Kedro introduces the concepts of Nodes and Pipelines. A basic understanding of these concepts is assumed. However, if you're unfamiliar, you can refer to the Nodes and Pipelines documentation for more details.

In essence, a Kedro Node acts as a thin wrapper around a Python function, specifying its inputs and outputs. On the other hand, a Pipeline is essentially a collection of Nodes that are strung together. When a pipeline is executed, Kedro resolves the dependencies between nodes to determine the correct order of execution.

While Kedro is primarily designed for data and machine learning applications, it can be utilized for executing any sequential tasks, including parallel processing if needed.

In [23]:
node_a = node(func=foo, inputs=None, outputs="output_a")
first_pipeline = pipeline([])
node_a, first_pipeline

(Node(foo, None, 'output_a', None), Pipeline([]))

`pipeline` is a factory method that expects a list of `Node` and produce the `Pipeline` object. In this example, we have an empty `Pipeline`. Below is another valid example:

In [26]:
pipeline([node_a])

Pipeline([
Node(foo, None, 'output_a', None)
])

## Node Uniqueness

The pipeline in Kedro automatically validates Node instances. Specifically, nodes cannot produce the same output (though they can share the same input), and there cannot be duplicate nodes within the pipeline. This validation is crucial to ensure that the pipeline forms an executable Directed Acyclic Graph (DAG), allowing for proper execution and preventing any cyclic dependencies.

In [27]:
pipeline([node_a, node_a])

ValueError: Pipeline nodes must have unique names. The following node names appear more than once:

Free nodes:
  - foo(None) -> [output_a]

You can name your nodes using the last argument of 'node()'.

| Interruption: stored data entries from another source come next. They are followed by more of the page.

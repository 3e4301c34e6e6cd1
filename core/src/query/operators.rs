//! Query operators. Each one recognizes a decorated token, strips the decoration and
//! may attach a score filter to the captured term.

use super::{ParsedQuery, QueryToken};
use crate::index::Corpus;
use crate::{DocId, Term};
use std::borrow::Cow;
use std::sync::Arc;

/// Adjusts a document's similarity score after the cosine pass.
pub type ScoreFilter = Arc<dyn Fn(&ParsedQuery, &Corpus, DocId, f64) -> f64 + Send + Sync>;

/// State carried from `begin_capture` to `end_capture`.
#[derive(Debug, Clone, PartialEq, Eq)]
pub enum Capture {
    Plain(Term),
    Boosted { term: Term, importance: u32 },
    /// A term that may only act through its filter.
    Excluded(Term),
    /// Two neighboring terms; the capture itself carries no vector weight.
    Pair { left: Term, right: Term },
}

impl Capture {
    pub fn is_weighted(&self) -> bool {
        !matches!(self, Capture::Pair { .. } | Capture::Excluded(_))
    }
}

pub trait Operator: Send + Sync {
    fn name(&self) -> &'static str;

    /// Glyphs that decorate the start of a word, like `^` in `^word`.
    fn prefix_glyphs(&self) -> &'static [char] {
        &[]
    }

    /// Glyphs that form a token on their own, like `~` in `a ~ b`.
    fn standalone_glyphs(&self) -> &'static [char] {
        &[]
    }

    /// Claim `tokens[at]`, returning the term to record and the capture state, or
    /// `None` to let the next operator try.
    fn begin_capture(&self, tokens: &[QueryToken<'_>], at: usize) -> Option<(Term, Capture)>;

    fn end_capture(&self, capture: Capture) -> Option<ScoreFilter>;
}

fn strip_glyphs(text: &str) -> &str {
    text.trim_start_matches(|c: char| !c.is_alphanumeric() && c != '_')
}

fn strip_leading(token: &str, glyph: char) -> Option<Term> {
    if !token.starts_with(glyph) {
        return None;
    }
    let term = strip_glyphs(token);
    (!term.is_empty()).then(|| term.to_string())
}

/// `^word`: documents lacking `word` score 0.
#[derive(Debug, Default)]
pub struct MustExist;

impl Operator for MustExist {
    fn name(&self) -> &'static str {
        "must-exist"
    }

    fn prefix_glyphs(&self) -> &'static [char] {
        &['^']
    }

    fn begin_capture(&self, tokens: &[QueryToken<'_>], at: usize) -> Option<(Term, Capture)> {
        let term = strip_leading(tokens[at].text, '^')?;
        Some((term.clone(), Capture::Plain(term)))
    }

    fn end_capture(&self, capture: Capture) -> Option<ScoreFilter> {
        let Capture::Plain(word) = capture else { return None };
        let filter: ScoreFilter = Arc::new(move |_: &ParsedQuery, corpus: &Corpus, doc: DocId, score: f64| {
            if corpus.contains(&word, doc) {
                score
            } else {
                0.0
            }
        });
        Some(filter)
    }
}

/// `!word`: documents containing `word` score 0. The term adds no weight of its own.
#[derive(Debug, Default)]
pub struct MustNotExist;

impl Operator for MustNotExist {
    fn name(&self) -> &'static str {
        "must-not-exist"
    }

    fn prefix_glyphs(&self) -> &'static [char] {
        &['!']
    }

    fn begin_capture(&self, tokens: &[QueryToken<'_>], at: usize) -> Option<(Term, Capture)> {
        let term = strip_leading(tokens[at].text, '!')?;
        Some((term.clone(), Capture::Excluded(term)))
    }

    fn end_capture(&self, capture: Capture) -> Option<ScoreFilter> {
        let Capture::Excluded(word) = capture else { return None };
        let filter: ScoreFilter = Arc::new(move |_: &ParsedQuery, corpus: &Corpus, doc: DocId, score: f64| {
            if corpus.contains(&word, doc) {
                0.0
            } else {
                score
            }
        });
        Some(filter)
    }
}

/// `*word`, `**word`, ...: multiplies the score of documents containing `word` by its
/// idf once per star.
#[derive(Debug, Default)]
pub struct Importance;

impl Operator for Importance {
    fn name(&self) -> &'static str {
        "importance"
    }

    fn prefix_glyphs(&self) -> &'static [char] {
        &['*']
    }

    fn begin_capture(&self, tokens: &[QueryToken<'_>], at: usize) -> Option<(Term, Capture)> {
        let text = tokens[at].text;
        let importance = text.chars().take_while(|&c| c == '*').count() as u32;
        let term = strip_leading(text, '*')?;
        Some((term.clone(), Capture::Boosted { term, importance }))
    }

    fn end_capture(&self, capture: Capture) -> Option<ScoreFilter> {
        let Capture::Boosted { term, importance } = capture else { return None };
        let filter: ScoreFilter = Arc::new(move |_: &ParsedQuery, corpus: &Corpus, doc: DocId, score: f64| {
            if !corpus.contains(&term, doc) {
                return score;
            }
            let idf = corpus.idf(&term);
            (0..importance).fold(score, |acc, _| acc * idf)
        });
        Some(filter)
    }
}

/// `left ~ right`: the closer the nearest occurrences of the two words, the higher
/// the score.
#[derive(Debug, Default)]
pub struct Proximity;

impl Operator for Proximity {
    fn name(&self) -> &'static str {
        "proximity"
    }

    fn standalone_glyphs(&self) -> &'static [char] {
        &['~']
    }

    fn begin_capture(&self, tokens: &[QueryToken<'_>], at: usize) -> Option<(Term, Capture)> {
        if tokens[at].text != "~" {
            return None;
        }
        let left = strip_glyphs(tokens.get(at.checked_sub(1)?)?.text);
        let right = strip_glyphs(tokens.get(at + 1)?.text);
        if left.is_empty() || right.is_empty() {
            return None;
        }
        let key = format!("{left}~{right}");
        Some((key, Capture::Pair { left: left.to_string(), right: right.to_string() }))
    }

    fn end_capture(&self, capture: Capture) -> Option<ScoreFilter> {
        let Capture::Pair { left, right } = capture else { return None };
        let filter: ScoreFilter = Arc::new(move |_: &ParsedQuery, corpus: &Corpus, doc: DocId, score: f64| {
            let (Some(a), Some(b)) = (corpus.posting(&left, doc), corpus.posting(&right, doc)) else {
                return score;
            };
            let Some(distance) = nearest_distance(&a.offsets, &b.offsets) else {
                return score;
            };
            let distinct = corpus.document(doc).map_or(0, |v| v.terms.len());
            if distinct == 0 {
                return score;
            }
            let factor = distance.max(1) as f64 / distinct as f64;
            score / factor
        });
        Some(filter)
    }
}

/// Accepts any token verbatim. Always last in the chain.
#[derive(Debug, Default)]
pub struct Fallback;

impl Operator for Fallback {
    fn name(&self) -> &'static str {
        "fallback"
    }

    fn begin_capture(&self, tokens: &[QueryToken<'_>], at: usize) -> Option<(Term, Capture)> {
        let term = tokens[at].text.to_string();
        Some((term.clone(), Capture::Plain(term)))
    }

    fn end_capture(&self, _capture: Capture) -> Option<ScoreFilter> {
        None
    }
}

/// Smallest absolute difference between an offset of `left` and one of `right`,
/// binary searching `left` for every offset of `right`.
pub fn nearest_distance(left: &[u64], right: &[u64]) -> Option<u64> {
    if left.is_empty() || right.is_empty() {
        return None;
    }
    let sorted: Cow<'_, [u64]> = if left.windows(2).all(|w| w[0] <= w[1]) {
        Cow::Borrowed(left)
    } else {
        let mut owned = left.to_vec();
        owned.sort_unstable();
        Cow::Owned(owned)
    };

    right
        .iter()
        .map(|&point| {
            let idx = sorted.partition_point(|&x| x < point);
            let after = sorted.get(idx).map(|&x| x - point);
            let before = idx.checked_sub(1).map(|i| point - sorted[i]);
            after.into_iter().chain(before).min().unwrap_or(u64::MAX)
        })
        .min()
}

#[cfg(test)]
mod tests {
    use super::*;

    fn tokens(words: &[&'static str]) -> Vec<QueryToken<'static>> {
        words.iter().map(|&w| QueryToken { text: w, start: 0 }).collect()
    }

    #[test]
    fn prefix_operators_strip_their_glyph() {
        let t = tokens(&["^cat", "!dog", "***bird"]);
        assert_eq!(MustExist.begin_capture(&t, 0).unwrap().0, "cat");
        assert!(MustExist.begin_capture(&t, 1).is_none());
        assert_eq!(MustNotExist.begin_capture(&t, 1).unwrap().0, "dog");
        assert_eq!(
            Importance.begin_capture(&t, 2).unwrap().1,
            Capture::Boosted { term: "bird".into(), importance: 3 }
        );
    }

    #[test]
    fn proximity_needs_both_neighbors() {
        let t = tokens(&["~", "cat", "~", "dog", "~"]);
        assert!(Proximity.begin_capture(&t, 0).is_none());
        assert!(Proximity.begin_capture(&t, 4).is_none());
        let (key, capture) = Proximity.begin_capture(&t, 2).unwrap();
        assert_eq!(key, "cat~dog");
        assert!(!capture.is_weighted());
    }

    #[test]
    fn excluded_capture_is_unweighted() {
        let t = tokens(&["!dog"]);
        let (_, capture) = MustNotExist.begin_capture(&t, 0).unwrap();
        assert_eq!(capture, Capture::Excluded("dog".into()));
        assert!(!capture.is_weighted());
    }

    #[test]
    fn proximity_leaves_score_when_a_neighbor_is_absent() {
        let mut corpus = Corpus::new();
        for (pos, word) in ["alpha", "filler", "beta"].iter().enumerate() {
            corpus.add(word, pos as u64 * 7, 0);
        }
        corpus.add("alpha", 0, 1);
        corpus.add("other", 6, 1);
        corpus.add("gamma", 0, 2);
        corpus.postprocess();

        let filter = Proximity
            .end_capture(Capture::Pair { left: "alpha".into(), right: "beta".into() })
            .unwrap();
        let query = ParsedQuery::default();
        assert_eq!(filter(&query, &corpus, 1, 0.7), 0.7);
        assert_eq!(filter(&query, &corpus, 2, 0.7), 0.7);
        assert_ne!(filter(&query, &corpus, 0, 0.7), 0.7);
    }

    #[test]
    fn fallback_accepts_anything() {
        let t = tokens(&["~"]);
        assert_eq!(Fallback.begin_capture(&t, 0).unwrap().0, "~");
        assert!(Fallback.end_capture(Capture::Plain("~".into())).is_none());
    }

    #[test]
    fn nearest_distance_finds_closest_pair() {
        assert_eq!(nearest_distance(&[1, 10, 40], &[25, 38]), Some(2));
        assert_eq!(nearest_distance(&[5], &[5]), Some(0));
        assert_eq!(nearest_distance(&[30, 2], &[0]), Some(2));
        assert_eq!(nearest_distance(&[], &[1]), None);
    }
}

On the other hand, `Node` are considered equal if they have the same `inputs`, `outputs `and `function` (and node name if provided, it is an optional argument)

In [33]:
node_b = node(foo, inputs=None, outputs="output_a")

In [34]:
node_b == node_a

True

Internally, it is comparing the `name` attribute, which is a combination of namespace, function name, inputs and outputs. This is not important to most Kedro users and are only used by Kedro internally.

In [42]:
node_a.name



'foo(None) -> [output_a]'

In [43]:
Node.__str__??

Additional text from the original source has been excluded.